Gelet op artikel 4, tweede lid, van het Besluit pleegzorg BES;

Besluit:

Artikel 1

In deze regeling wordt verstaan onder:

Besluit:

Besluit pleegzorg BES

Artikel 2

  • 1. Het in artikel 4, eerste lid, van het besluit bedoelde basisbedrag van de vergoeding voor de verzorging en opvoeding van een pleegkind bedraagt:

    • a. indien het pleeggezin woonachtig is op het openbaar lichaam Bonaire:

      Leeftijd pleegkind

      Bedrag per maand in USD

      0–8 jaar

      2. 627

      9–11 jaar

      4. 634

      12–15 jaar

      6. 691

      16–17 jaar

      8. 763

      18+ jaar

      771

    • b. indien het pleeggezin woonachtig is op het openbaar lichaam Sint Eustatius:

      Leeftijd pleegkind

      Bedrag per maand in USD

      0–8 jaar

      677

      9–11 jaar

      684

      12–15 jaar

      741

      16–17 jaar

      863

      18+ jaar

      821

    • c. indien het pleeggezin woonachtig is op het openbaar lichaam Saba:

      Leeftijd pleegkind

      Bedrag per maand in USD

      0–9 jaar

      677

      9–11 jaar

      684

      12–15 jaar

      741

      16–17 jaar

      863

      18+ jaar

      821

  • 2. Het basisbedrag bedoeld in het eerste lid, kan worden verminderd voor de periode gedurende welke een pleegkind als gevolg van bijzondere omstandigheden tijdelijk niet bij de pleegouder verblijft. Alsdan worden de door de pleegouder werkelijk gemaakte noodzakelijke kosten vergoed tot ten hoogste het basisbedrag.

Artikel 3

  • 1. Het basisbedrag, bedoeld in artikel 2, wordt vermeerderd met een toeslag ter hoogte van USD 4,30 per dag:

    • a. zolang sprake is van een crisisplaatsing waarbij het pleegkind met spoed is geplaatst bij de pleegouder, gedurende de eerste vier weken van het verblijf van het pleegkind;

    • b. zolang bij een pleegouder drie of meer pleegkinderen verblijven, voor het derde en volgende pleegkind.

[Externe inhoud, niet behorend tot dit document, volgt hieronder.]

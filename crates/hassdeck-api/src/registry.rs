// Registry dump via the template endpoint.
//
// The REST API has no registry endpoints, so the hub renders a JSON
// document of areas, devices and entity links from a Jinja template.

/// Template rendering every area, every device referenced by a state, and
/// the area/device link of every entity, as one JSON object.
pub const REGISTRY_TEMPLATE: &str = r#"
{%- set ns = namespace(areas=[], devices=[], entities=[], seen=[]) -%}
{%- for a in areas() -%}
{%- set ns.areas = ns.areas + [{"area_id": a, "name": area_name(a)}] -%}
{%- endfor -%}
{%- for s in states -%}
{%- set d = device_id(s.entity_id) -%}
{%- set ns.entities = ns.entities + [{"entity_id": s.entity_id, "area_id": area_id(s.entity_id), "device_id": d}] -%}
{%- if d and d not in ns.seen -%}
{%- set ns.seen = ns.seen + [d] -%}
{%- set ns.devices = ns.devices + [{"id": d, "name": device_attr(d, "name_by_user") or device_attr(d, "name"), "area_id": device_attr(d, "area_id"), "manufacturer": device_attr(d, "manufacturer"), "model": device_attr(d, "model")}] -%}
{%- endif -%}
{%- endfor -%}
{{ {"areas": ns.areas, "devices": ns.devices, "entities": ns.entities} | tojson }}
"#;

#[cfg(test)]
mod tests {
    use super::REGISTRY_TEMPLATE;

    #[test]
    fn template_emits_all_three_sections() {
        for key in ["\"areas\"", "\"devices\"", "\"entities\""] {
            assert!(REGISTRY_TEMPLATE.contains(key), "missing {key}");
        }
        assert!(REGISTRY_TEMPLATE.trim_end().ends_with("| tojson }}"));
    }
}
// ── TTL cache ──
//
// A small time-bounded cache owned by whichever component creates it.
// Uses tokio's clock so paused-time tests can expire entries.

use std::collections::HashMap;
use std::hash::Hash;
use std::sync::{Mutex, PoisonError};
use std::time::Duration;

use tokio::time::Instant;

pub struct TtlCache<K, V> {
    ttl: Duration,
    entries: Mutex<HashMap<K, (Instant, V)>>,
}

impl<K: Eq + Hash, V: Clone> TtlCache<K, V> {
    pub fn new(ttl: Duration) -> Self {
        Self {
            ttl,
            entries: Mutex::new(HashMap::new()),
        }
    }

    pub fn ttl(&self) -> Duration {
        self.ttl
    }

    /// The cached value, if it is younger than the TTL.
    pub fn get(&self, key: &K) -> Option<V> {
        let mut entries = self.entries.lock().unwrap_or_else(PoisonError::into_inner);
        match entries.get(key) {
            Some((stored_at, value)) if stored_at.elapsed() < self.ttl => Some(value.clone()),
            Some(_) => {
                entries.remove(key);
                None
            }
            None => None,
        }
    }

    pub fn is_fresh(&self, key: &K) -> bool {
        self.get(key).is_some()
    }

    pub fn insert(&self, key: K, value: V) {
        self.entries
            .lock()
            .unwrap_or_else(PoisonError::into_inner)
            .insert(key, (Instant::now(), value));
    }

    pub fn invalidate(&self, key: &K) {
        self.entries
            .lock()
            .unwrap_or_else(PoisonError::into_inner)
            .remove(key);
    }

    pub fn clear(&self) {
        self.entries
            .lock()
            .unwrap_or_else(PoisonError::into_inner)
            .clear();
    }
}

#[cfg(test)]
mod tests {
    use super::*;

    #[tokio::test(start_paused = true)]
    async fn entries_expire_after_ttl() {
        let cache = TtlCache::new(Duration::from_secs(300));
        cache.insert("registry", 1);
        assert_eq!(cache.get(&"registry"), Some(1));

        tokio::time::advance(Duration::from_secs(299)).await;
        assert!(cache.is_fresh(&"registry"));

        tokio::time::advance(Duration::from_secs(2)).await;
        assert_eq!(cache.get(&"registry"), None);
    }

    #[tokio::test(start_paused = true)]
    async fn instances_are_independent() {
        let a = TtlCache::new(Duration::from_secs(10));
        let b: TtlCache<&str, i32> = TtlCache::new(Duration::from_secs(10));
        a.insert("k", 1);
        assert!(b.get(&"k").is_none());
        a.invalidate(&"k");
        assert!(a.get(&"k").is_none());
    }
}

  • 2. Onverminderd het bepaalde in het eerste lid, wordt het basisbedrag, bedoeld in artikel 2, vermeerderd met een door de pleegzorgaanbieder vast te stellen toeslag van ten hoogste USD 4,30 per dag, voor de door de pleegouder ten behoeve van een pleegkind met een verstandelijke, zintuiglijke of lichamelijke beperking gemaakte kosten, voor zover:

    • a. deze kosten naar het oordeel van de pleegzorgaanbieder redelijkerwijs noodzakelijk zijn in verband met de beperkingen;

    • b. deze kosten niet kunnen worden voldaan uit het basisbedrag, en

    • c. daarvoor geen uitkering op grond van een andere regeling kan worden verstrekt.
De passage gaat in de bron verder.